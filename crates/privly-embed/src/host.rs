//! Replace-on-write owner of the current preview frame

use crate::frame::PreviewFrame;

/// Owns the at-most-one current preview frame
///
/// Constructing a new preview always fully replaces the old frame, so the
/// host never holds partial state.
#[derive(Debug, Default)]
pub struct FrameHost {
    current: Option<PreviewFrame>,
}

impl FrameHost {
    /// Create an empty host
    #[inline]
    #[must_use]
    pub fn new() -> Self {
        Self::default()
    }

    /// Install a new frame, returning the one it displaced
    pub fn replace(&mut self, frame: PreviewFrame) -> Option<PreviewFrame> {
        self.current.replace(frame)
    }

    /// Current frame, if one is installed
    #[inline]
    #[must_use]
    pub fn current(&self) -> Option<&PreviewFrame> {
        self.current.as_ref()
    }

    /// Apply a height to the current frame
    ///
    /// Returns `false` (and does nothing) when no frame is installed.
    pub fn apply_height(&mut self, px: u32) -> bool {
        match self.current.as_mut() {
            Some(frame) => {
                frame.set_height(px);
                true
            }
            None => false,
        }
    }

    /// Remove the current frame
    pub fn clear(&mut self) -> Option<PreviewFrame> {
        self.current.take()
    }
}

#[cfg(test)]
mod tests {
    use super::*;
    use privly_params::QueryParams;

    fn frame(app: &str) -> PreviewFrame {
        let params = QueryParams::from_pairs([("privlyApp", app)]);
        PreviewFrame::build(&params, format!("https://priv.ly/{app}")).unwrap()
    }

    #[test]
    fn replace_displaces_old_frame() {
        let mut host = FrameHost::new();
        assert!(host.replace(frame("message")).is_none());

        let displaced = host.replace(frame("posts")).unwrap();
        assert_eq!(displaced.app().as_str(), "message");
        assert_eq!(host.current().unwrap().app().as_str(), "posts");
    }

    #[test]
    fn apply_height_without_frame_is_noop() {
        let mut host = FrameHost::new();
        assert!(!host.apply_height(240));
    }

    #[test]
    fn apply_height_hits_current_frame() {
        let mut host = FrameHost::new();
        host.replace(frame("message"));

        assert!(host.apply_height(240));
        assert_eq!(host.current().unwrap().height_px(), Some(240));
    }
}
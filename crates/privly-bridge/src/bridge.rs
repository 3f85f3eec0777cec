//! Outbound capability toward the host extension

use async_trait::async_trait;

/// Outbound signals the page can send to the host extension
///
/// Both operations are fire-and-forget: implementations log delivery
/// failures instead of surfacing them, because the page must stay fully
/// usable when no extension is listening.
#[async_trait]
pub trait ExtensionBridge: Send + Sync {
    /// Announce the page to the extension
    ///
    /// Fired once after both inbound hooks are registered; this is the
    /// "secret requested" half of the presence handshake.
    async fn notify_presence(&self);

    /// Relay the canonical href of the currently previewed content
    ///
    /// One-shot, invoked from a user action so the host page can be
    /// populated with the chosen link.
    async fn relay_chosen_url(&self, url: &str);
}

/// Bridge for the extension-absent case
///
/// Every signal is dropped. Used on hosted platforms, where the
/// extension-dependent affordances are hidden anyway.
#[derive(Debug, Clone, Copy, Default)]
pub struct NullBridge;

impl NullBridge {
    /// Create a null bridge
    #[inline]
    #[must_use]
    pub fn new() -> Self {
        Self
    }
}

#[async_trait]
impl ExtensionBridge for NullBridge {
    async fn notify_presence(&self) {
        tracing::debug!("no extension host, presence announcement dropped");
    }

    async fn relay_chosen_url(&self, url: &str) {
        tracing::debug!(url, "no extension host, chosen URL dropped");
    }
}
//! View abstraction
//!
//! The controller drives visible UI regions through this seam instead of
//! touching elements by identifier, so it is testable without a live
//! document.

use crate::types::{Platform, PostRow};
use privly_embed::PreviewFrame;

/// UI regions the controller drives
pub trait View: Send {
    /// Configure platform affordances on page ready
    ///
    /// A hosted platform hides the post-via-extension affordance; the
    /// extension platform wires it to the relay action.
    fn configure_platform(&mut self, platform: Platform);

    /// Show or hide the shared in-flight indicator
    fn set_loading(&mut self, loading: bool);

    /// Render the inline sign-in prompt linking to the collaborator's
    /// sign-in endpoint
    fn show_sign_in_prompt(&mut self, sign_in_url: &str);

    /// Set the shared message area to an error string
    fn show_error(&mut self, message: &str);

    /// Clear the shared message area
    fn clear_error(&mut self);

    /// Reveal the authenticated navigation chrome
    fn reveal_account_chrome(&mut self);

    /// Render the post table, one row per record
    fn render_posts(&mut self, rows: &[PostRow]);

    /// Install or update the preview frame
    fn set_preview(&mut self, frame: &PreviewFrame);
}
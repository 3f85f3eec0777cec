//! Link rewrite rules
//!
//! The content server hands out machine-facing JSON URLs; the management
//! links shown to people point at the HTML rendition of the same resource.

/// Derive a human-navigable management URL from a machine-facing one
///
/// Rewrites the format indicator from JSON to HTML in whichever form the
/// URL carries it: the query-parameter form (`format=json` → `format=html`)
/// or the path-suffix form (`.json` → `.html`). All other parameters are
/// left untouched. A URL with neither form is returned unchanged.
#[must_use]
pub fn manage_url(url: &str) -> String {
    if url.contains("format=json") {
        url.replacen("format=json", "format=html", 1)
    } else if url.contains(".json") {
        url.replacen(".json", ".html", 1)
    } else {
        url.to_string()
    }
}
//! Error types for the client core
//!
//! Remote-call failures are handled locally by the controller and rendered
//! as inline view messages; nothing here escapes the handler boundary
//! during normal operation.

use crate::state::StateError;
use privly_embed::EmbedError;
use privly_params::ParamError;

/// Client errors
#[derive(Debug, Clone, PartialEq, Eq, thiserror::Error)]
pub enum ClientError {
    /// Session check rejected or errored (the two are deliberately
    /// collapsed into one kind)
    #[error("authentication failed")]
    Authentication,

    /// Post list request failed
    #[error("post list fetch failed: {0}")]
    Fetch(String),

    /// Embed parameter failed validation
    #[error("validation failed: {0}")]
    Validation(#[from] ParamError),

    /// Preview frame construction or resize handling failed
    #[error("embedding failed: {0}")]
    Embed(#[from] EmbedError),

    /// Illegal session transition (programming error, not a remote failure)
    #[error("session state error: {0}")]
    State(#[from] StateError),

    /// HTTP transport failure, wrapped before the controller boundary
    #[error("http error: {0}")]
    Http(String),
}

impl ClientError {
    /// Check whether this error came from a remote call
    ///
    /// Remote failures are rendered as view messages; everything else is a
    /// bug in the calling sequence.
    #[inline]
    #[must_use]
    pub fn is_remote(&self) -> bool {
        matches!(
            self,
            Self::Authentication | Self::Fetch(_) | Self::Http(_)
        )
    }
}
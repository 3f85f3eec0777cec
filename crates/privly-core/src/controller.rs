//! UI state controller
//!
//! Sequences the page through login-check, login-failure, post-listing,
//! and post-submission states. Collaborators (view, network service,
//! extension bridge) are injected; every remote failure is converted into
//! a view message here rather than propagated.

use crate::error::ClientError;
use crate::network::{NetworkService, SessionStatus};
use crate::state::{transition, SessionEvent, SessionState, StateError};
use crate::types::{ClientConfig, PostRow};
use crate::view::View;
use privly_bridge::ExtensionBridge;
use privly_embed::{FrameHost, PreviewFrame, ResizeListener};
use privly_params::QueryParams;

/// Static message shown when the post list cannot be fetched
pub const FETCH_ERROR_MESSAGE: &str =
    "There was an error fetching your posts. Reload the page to try again.";

/// Static message shown when a selected link fails validation
pub const INVALID_LINK_MESSAGE: &str = "The selected link is not a valid Privly application.";

/// Drives the page through its session states
pub struct SessionController<V, N, B> {
    config: ClientConfig,
    state: SessionState,
    view: V,
    network: N,
    bridge: B,
    frames: FrameHost,
    resize: ResizeListener,
}

impl<V, N, B> SessionController<V, N, B>
where
    V: View,
    N: NetworkService,
    B: ExtensionBridge,
{
    /// Create a controller in the initial `PendingLogin` state
    #[must_use]
    pub fn new(config: ClientConfig, view: V, network: N, bridge: B) -> Self {
        let resize = ResizeListener::new(config.page_origin.clone());
        Self {
            config,
            state: SessionState::PendingLogin,
            view,
            network,
            bridge,
            frames: FrameHost::new(),
            resize,
        }
    }

    /// Current session state
    #[inline]
    #[must_use]
    pub fn state(&self) -> SessionState {
        self.state
    }

    /// Access the injected view (used by tests and CLI hosts)
    #[inline]
    #[must_use]
    pub fn view(&self) -> &V {
        &self.view
    }

    /// Page-load flow
    ///
    /// Configures platform affordances, announces presence to the host
    /// extension (the inbound hooks must already be registered by the
    /// embedding host), checks the session, then either fetches and renders
    /// the post list or shows the sign-in prompt.
    ///
    /// Remote failures end in `Ok` with a failure state; `Err` means an
    /// illegal transition, which is a bug in the calling sequence.
    ///
    /// # Errors
    /// Returns [`ClientError::State`] on an illegal transition.
    pub async fn start(&mut self) -> Result<SessionState, ClientError> {
        self.view.configure_platform(self.config.platform);
        self.bridge.notify_presence().await;

        self.view.set_loading(true);
        let status = self.network.check_session().await;
        self.view.set_loading(false);

        match status {
            Ok(SessionStatus::SignedIn) => {
                self.apply(SessionEvent::SessionConfirmed)?;
                self.view.reveal_account_chrome();
                self.refresh_posts().await
            }
            rejected => {
                // A network failure during the session check is
                // indistinguishable from "not authenticated"
                if let Err(e) = rejected {
                    tracing::warn!(error = %e, "session check errored, treating as signed out");
                }
                self.apply(SessionEvent::SessionRejected)?;
                self.view.show_sign_in_prompt(&self.config.sign_in_url());
                Ok(self.state)
            }
        }
    }

    /// Re-fetch the post list after the create-post flow
    ///
    /// # Errors
    /// Returns [`ClientError::State`] when no listing is active.
    pub async fn submit(&mut self) -> Result<SessionState, ClientError> {
        self.apply(SessionEvent::SubmitRequested)?;
        self.refresh_posts().await
    }

    /// Preview a post: decode its link, validate the application name, and
    /// install the preview frame
    ///
    /// Validation failures are surfaced through the view rather than
    /// dropped silently.
    ///
    /// # Errors
    /// Returns the validation failure after surfacing it.
    pub fn preview(&mut self, post_url: &str) -> Result<(), ClientError> {
        let params = QueryParams::parse(post_url);
        match PreviewFrame::build(&params, post_url) {
            Ok(frame) => {
                tracing::info!(app = %frame.app(), "installing preview frame");
                self.view.set_preview(&frame);
                self.frames.replace(frame);
                Ok(())
            }
            Err(e) => {
                tracing::warn!(error = %e, post_url, "refusing preview");
                self.view.show_error(INVALID_LINK_MESSAGE);
                Err(e.into())
            }
        }
    }

    /// Handle a window resize message from the embedded document
    ///
    /// Returns `true` when a height was applied to the current frame;
    /// foreign origins, malformed payloads, and the no-frame case are
    /// no-ops.
    pub fn handle_resize(&mut self, payload: &str, origin: &str) -> bool {
        let Ok(height) = self.resize.accept(payload, origin) else {
            return false;
        };
        if !self.frames.apply_height(height) {
            return false;
        }
        if let Some(frame) = self.frames.current() {
            self.view.set_preview(frame);
        }
        true
    }

    /// Relay the current preview's canonical href to the host extension
    ///
    /// Returns `false` when nothing is previewed.
    pub async fn relay_current(&self) -> bool {
        match self.frames.current() {
            Some(frame) => {
                self.bridge.relay_chosen_url(frame.canonical_href()).await;
                true
            }
            None => false,
        }
    }

    /// Currently installed preview frame, if any
    #[inline]
    #[must_use]
    pub fn current_preview(&self) -> Option<&PreviewFrame> {
        self.frames.current()
    }

    async fn refresh_posts(&mut self) -> Result<SessionState, ClientError> {
        self.view.clear_error();
        self.view.set_loading(true);
        let result = self.network.fetch_posts().await;
        self.view.set_loading(false);

        match result {
            Ok(records) => {
                let rows: Vec<PostRow> = records.iter().map(PostRow::from_record).collect();
                self.apply(SessionEvent::PostsFetched)?;
                tracing::info!(count = rows.len(), "rendering post list");
                self.view.render_posts(&rows);
                Ok(self.state)
            }
            Err(e) => {
                tracing::warn!(error = %e, "post list fetch failed");
                self.apply(SessionEvent::FetchFailed)?;
                self.view.show_error(FETCH_ERROR_MESSAGE);
                Ok(self.state)
            }
        }
    }

    fn apply(&mut self, event: SessionEvent) -> Result<(), StateError> {
        let next = transition(self.state, event)?;
        tracing::info!(from = ?self.state, ?event, to = ?next, "session transition");
        self.state = next;
        Ok(())
    }
}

(Try it)
Copy out precisely the lines from the line with "self.apply(SessionEvent::SubmitRequested)?;" to the line with "let params = QueryParams::parse(post_url);" in the material above, including those two lines and omitting all the rest.

(Solved problem)
        self.apply(SessionEvent::SubmitRequested)?;
        self.refresh_posts().await
    }

    /// Preview a post: decode its link, validate the application name, and
    /// install the preview frame
    ///
    /// Validation failures are surfaced through the view rather than
    /// dropped silently.
    ///
    /// # Errors
    /// Returns the validation failure after surfacing it.
    pub fn preview(&mut self, post_url: &str) -> Result<(), ClientError> {
        let params = QueryParams::parse(post_url);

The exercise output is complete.